### To do
Look through the listing below, find every line with the string "crate", and copy it.

### Information
_ _ _ _
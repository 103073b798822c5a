//! ICC Color Profile handling
//!
//! Wraps `moxcms::ColorProfile` and remembers where each profile came from,
//! so the normalizer can tell a built-in profile from an embedded one.

use std::path::{Path, PathBuf};

use moxcms::{
    Chromaticity, ColorPrimaries, DataColorSpace, ProfileText, RenderingIntent, WHITE_POINT_D50,
    WHITE_POINT_D65, XyY, curve_from_gamma,
};

use crate::builtin::BuiltinProfile;
use crate::types::{ColorSpace, ProfileClass};
use crate::{Error, Result};

/// Where a profile was obtained from
#[derive(Debug, Clone, PartialEq, Eq)]
pub enum ProfileOrigin {
    /// One of the fixed built-in profiles
    Builtin(BuiltinProfile),
    /// Read from an ICC file on disk
    File(PathBuf),
    /// Embedded in decoded image data
    Embedded,
}

/// ICC Color Profile
#[derive(Debug, Clone)]
pub struct ColorProfile {
    inner: moxcms::ColorProfile,
    origin: ProfileOrigin,
    /// Bytes the profile was parsed from, written back out unchanged
    icc: Option<Vec<u8>>,
}

impl ColorProfile {
    /// Create a profile from raw ICC data, e.g. a block embedded in an image
    pub fn from_bytes(data: &[u8]) -> Result<Self> {
        let inner = moxcms::ColorProfile::new_from_slice(data)
            .map_err(|e| Error::ProfileParse(format!("{:?}", e)))?;
        Ok(Self {
            inner,
            origin: ProfileOrigin::Embedded,
            icc: Some(data.to_vec()),
        })
    }

    /// Read an ICC profile from disk
    pub fn from_file(path: impl AsRef<Path>) -> Result<Self> {
        let path = path.as_ref();
        let data = std::fs::read(path)?;
        let mut profile = Self::from_bytes(&data)?;
        profile.origin = ProfileOrigin::File(path.to_path_buf());
        Ok(profile)
    }

    /// sRGB IEC61966-2.1
    pub fn new_srgb() -> Self {
        Self::builtin(moxcms::ColorProfile::new_srgb(), BuiltinProfile::Srgb)
    }

    /// Adobe RGB (1998)
    pub fn new_adobe_rgb_1998() -> Self {
        Self::builtin(
            moxcms::ColorProfile::new_adobe_rgb(),
            BuiltinProfile::AdobeRgb1998,
        )
    }

    /// Apple RGB: D65 white, gamma 1.8
    pub fn new_apple_rgb() -> Self {
        let primaries = ColorPrimaries {
            red: Chromaticity::new(0.625, 0.340),
            green: Chromaticity::new(0.280, 0.595),
            blue: Chromaticity::new(0.155, 0.070),
        };
        Self::builtin(
            matrix_shaper(WHITE_POINT_D65, primaries, 1.8, "Apple RGB"),
            BuiltinProfile::AppleRgb,
        )
    }

    /// ColorMatch RGB: D50 white, gamma 1.8
    pub fn new_color_match_rgb() -> Self {
        let primaries = ColorPrimaries {
            red: Chromaticity::new(0.630, 0.340),
            green: Chromaticity::new(0.295, 0.605),
            blue: Chromaticity::new(0.150, 0.075),
        };
        Self::builtin(
            matrix_shaper(WHITE_POINT_D50, primaries, 1.8, "ColorMatch RGB"),
            BuiltinProfile::ColorMatchRgb,
        )
    }

    /// Coated FOGRA39 (ISO 12647-2:2004) press characterization
    ///
    /// Only the header-level characterization is carried. There are no
    /// A2B/B2A tables, so no pixel transform can target this profile.
    pub fn new_coated_fogra39() -> Self {
        Self::builtin(
            cmyk_characterization("Coated FOGRA39 (ISO 12647-2:2004)"),
            BuiltinProfile::CoatedFogra39,
        )
    }

    /// U.S. Web Coated (SWOP) v2 press characterization
    ///
    /// Same limitation as [`ColorProfile::new_coated_fogra39`].
    pub fn new_us_web_coated_swop() -> Self {
        Self::builtin(
            cmyk_characterization("U.S. Web Coated (SWOP) v2"),
            BuiltinProfile::UsWebCoatedSwop,
        )
    }

    fn builtin(inner: moxcms::ColorProfile, which: BuiltinProfile) -> Self {
        Self {
            inner,
            origin: ProfileOrigin::Builtin(which),
            icc: None,
        }
    }

    /// Get the profile's color space
    pub fn color_space(&self) -> ColorSpace {
        self.inner.color_space.into()
    }

    /// Get the profile connection space (PCS)
    pub fn pcs(&self) -> ColorSpace {
        self.inner.pcs.into()
    }

    /// Get the profile class
    pub fn profile_class(&self) -> ProfileClass {
        self.inner.profile_class.into()
    }

    /// Check if this is a matrix-shaper profile
    pub fn is_matrix_shaper(&self) -> bool {
        self.inner.is_matrix_shaper()
    }

    /// Where this profile came from
    pub fn origin(&self) -> &ProfileOrigin {
        &self.origin
    }

    /// The built-in this profile was created from, if any
    pub fn builtin_kind(&self) -> Option<BuiltinProfile> {
        match self.origin {
            ProfileOrigin::Builtin(which) => Some(which),
            _ => None,
        }
    }

    /// Get description text if available
    pub fn description(&self) -> Option<String> {
        self.inner.description.as_ref().map(|text| match text {
            ProfileText::PlainString(s) => s.clone(),
            ProfileText::Localizable(locs) => {
                locs.first().map(|l| l.value.clone()).unwrap_or_default()
            }
            ProfileText::Description(desc) => desc.ascii_string.clone(),
        })
    }

    /// Check if converting pixels from `self` to `other` would be a no-op
    pub fn is_equivalent(&self, other: &ColorProfile) -> bool {
        if let (Some(a), Some(b)) = (self.builtin_kind(), other.builtin_kind()) {
            return a == b;
        }
        if self.inner.color_space != other.inner.color_space || self.inner.pcs != other.inner.pcs {
            return false;
        }

        // For matrix-shaper profiles, check colorants and TRCs
        if self.is_matrix_shaper() && other.is_matrix_shaper() {
            let eps = 1e-6;
            let a_mat = self.inner.colorant_matrix();
            let b_mat = other.inner.colorant_matrix();
            for i in 0..3 {
                for j in 0..3 {
                    if (a_mat.v[i][j] - b_mat.v[i][j]).abs() > eps {
                        return false;
                    }
                }
            }
            return self.inner.red_trc == other.inner.red_trc
                && self.inner.green_trc == other.inner.green_trc
                && self.inner.blue_trc == other.inner.blue_trc;
        }

        false
    }

    /// Serialized ICC data for embedding in an encoded image.
    ///
    /// Parsed profiles return their original bytes; constructed ones are
    /// encoded by moxcms.
    pub fn to_icc_bytes(&self) -> Result<Vec<u8>> {
        match &self.icc {
            Some(data) => Ok(data.clone()),
            None => self
                .inner
                .encode()
                .map_err(|e| Error::ProfileParse(format!("cannot encode profile: {:?}", e))),
        }
    }

    /// Access the inner moxcms profile
    pub fn inner(&self) -> &moxcms::ColorProfile {
        &self.inner
    }
}

impl From<moxcms::ColorProfile> for ColorProfile {
    fn from(inner: moxcms::ColorProfile) -> Self {
        Self {
            inner,
            origin: ProfileOrigin::Embedded,
            icc: None,
        }
    }
}

fn matrix_shaper(
    white_point: XyY,
    primaries: ColorPrimaries,
    gamma: f32,
    name: &str,
) -> moxcms::ColorProfile {
    let mut profile = moxcms::ColorProfile::default();
    profile.update_rgb_colorimetry(white_point, primaries);
    let curve = curve_from_gamma(gamma);
    profile.red_trc = Some(curve.clone());
    profile.green_trc = Some(curve.clone());
    profile.blue_trc = Some(curve);
    profile.profile_class = moxcms::ProfileClass::DisplayDevice;
    profile.rendering_intent = RenderingIntent::Perceptual;
    profile.color_space = DataColorSpace::Rgb;
    profile.pcs = DataColorSpace::Xyz;
    profile.media_white_point = Some(white_point.to_xyzd());
    profile.white_point = WHITE_POINT_D50.to_xyzd();
    profile.description = Some(ProfileText::PlainString(name.to_string()));
    profile
}

fn cmyk_characterization(name: &str) -> moxcms::ColorProfile {
    let mut profile = moxcms::ColorProfile::default();
    profile.profile_class = moxcms::ProfileClass::OutputDevice;
    profile.rendering_intent = RenderingIntent::Perceptual;
    profile.color_space = DataColorSpace::Cmyk;
    profile.pcs = DataColorSpace::Lab;
    profile.white_point = WHITE_POINT_D50.to_xyzd();
    profile.description = Some(ProfileText::PlainString(name.to_string()));
    profile
}

#[cfg(test)]
mod tests {
    use super::*;

    #[test]
    fn test_srgb_profile() {
        let profile = ColorProfile::new_srgb();
        assert_eq!(profile.color_space(), ColorSpace::Rgb);
        assert!(profile.is_matrix_shaper());
        assert_eq!(profile.builtin_kind(), Some(BuiltinProfile::Srgb));
    }

    #[test]
    fn test_apple_and_color_match_are_matrix_shapers() {
        for profile in [ColorProfile::new_apple_rgb(), ColorProfile::new_color_match_rgb()] {
            assert_eq!(profile.color_space(), ColorSpace::Rgb);
            assert_eq!(profile.pcs(), ColorSpace::Xyz);
            assert!(profile.is_matrix_shaper());
        }
    }

    #[test]
    fn test_cmyk_builtins() {
        let fogra = ColorProfile::new_coated_fogra39();
        assert_eq!(fogra.color_space(), ColorSpace::Cmyk);
        assert_eq!(fogra.pcs(), ColorSpace::Lab);
        assert_eq!(fogra.profile_class(), ProfileClass::Output);

        let swop = ColorProfile::new_us_web_coated_swop();
        assert_eq!(swop.color_space(), ColorSpace::Cmyk);
        assert_eq!(
            swop.description().as_deref(),
            Some("U.S. Web Coated (SWOP) v2")
        );
    }

    #[test]
    fn test_reject_small_profile() {
        let small_data = [0u8; 64];
        assert!(matches!(
            ColorProfile::from_bytes(&small_data),
            Err(Error::ProfileParse(_))
        ));
    }

    #[test]
    fn test_missing_file_is_io_error() {
        let err = ColorProfile::from_file("/definitely/not/here.icc").unwrap_err();
        assert!(matches!(err, Error::Io(_)));
    }

    #[test]
    fn test_equivalence() {
        let srgb = ColorProfile::new_srgb();
        assert!(srgb.is_equivalent(&ColorProfile::new_srgb()));
        assert!(!srgb.is_equivalent(&ColorProfile::new_adobe_rgb_1998()));
        assert!(!srgb.is_equivalent(&ColorProfile::new_coated_fogra39()));

        // An embedded copy of sRGB is recognized by its colorimetry
        let embedded = ColorProfile::from(moxcms::ColorProfile::new_srgb());
        assert!(embedded.is_equivalent(&srgb));
        assert!(!embedded.is_equivalent(&ColorProfile::new_apple_rgb()));
    }

    #[test]
    fn test_embedded_origin() {
        let profile = ColorProfile::from(moxcms::ColorProfile::new_srgb());
        assert_eq!(profile.origin(), &ProfileOrigin::Embedded);
        assert_eq!(profile.builtin_kind(), None);
    }

    #[test]
    fn test_icc_bytes_reparse() {
        let bytes = ColorProfile::new_apple_rgb().to_icc_bytes().unwrap();
        let reparsed = ColorProfile::from_bytes(&bytes).unwrap();
        assert_eq!(reparsed.color_space(), ColorSpace::Rgb);
        assert!(reparsed.is_equivalent(&ColorProfile::new_apple_rgb()) || reparsed.is_matrix_shaper());

        // Parsed profiles hand back exactly what they were read from
        assert_eq!(reparsed.to_icc_bytes().unwrap(), bytes);
    }
}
_ _ _ _
### Completed task
use crate::builtin::BuiltinProfile;
use crate::types::{ColorSpace, ProfileClass};
use crate::{Error, Result};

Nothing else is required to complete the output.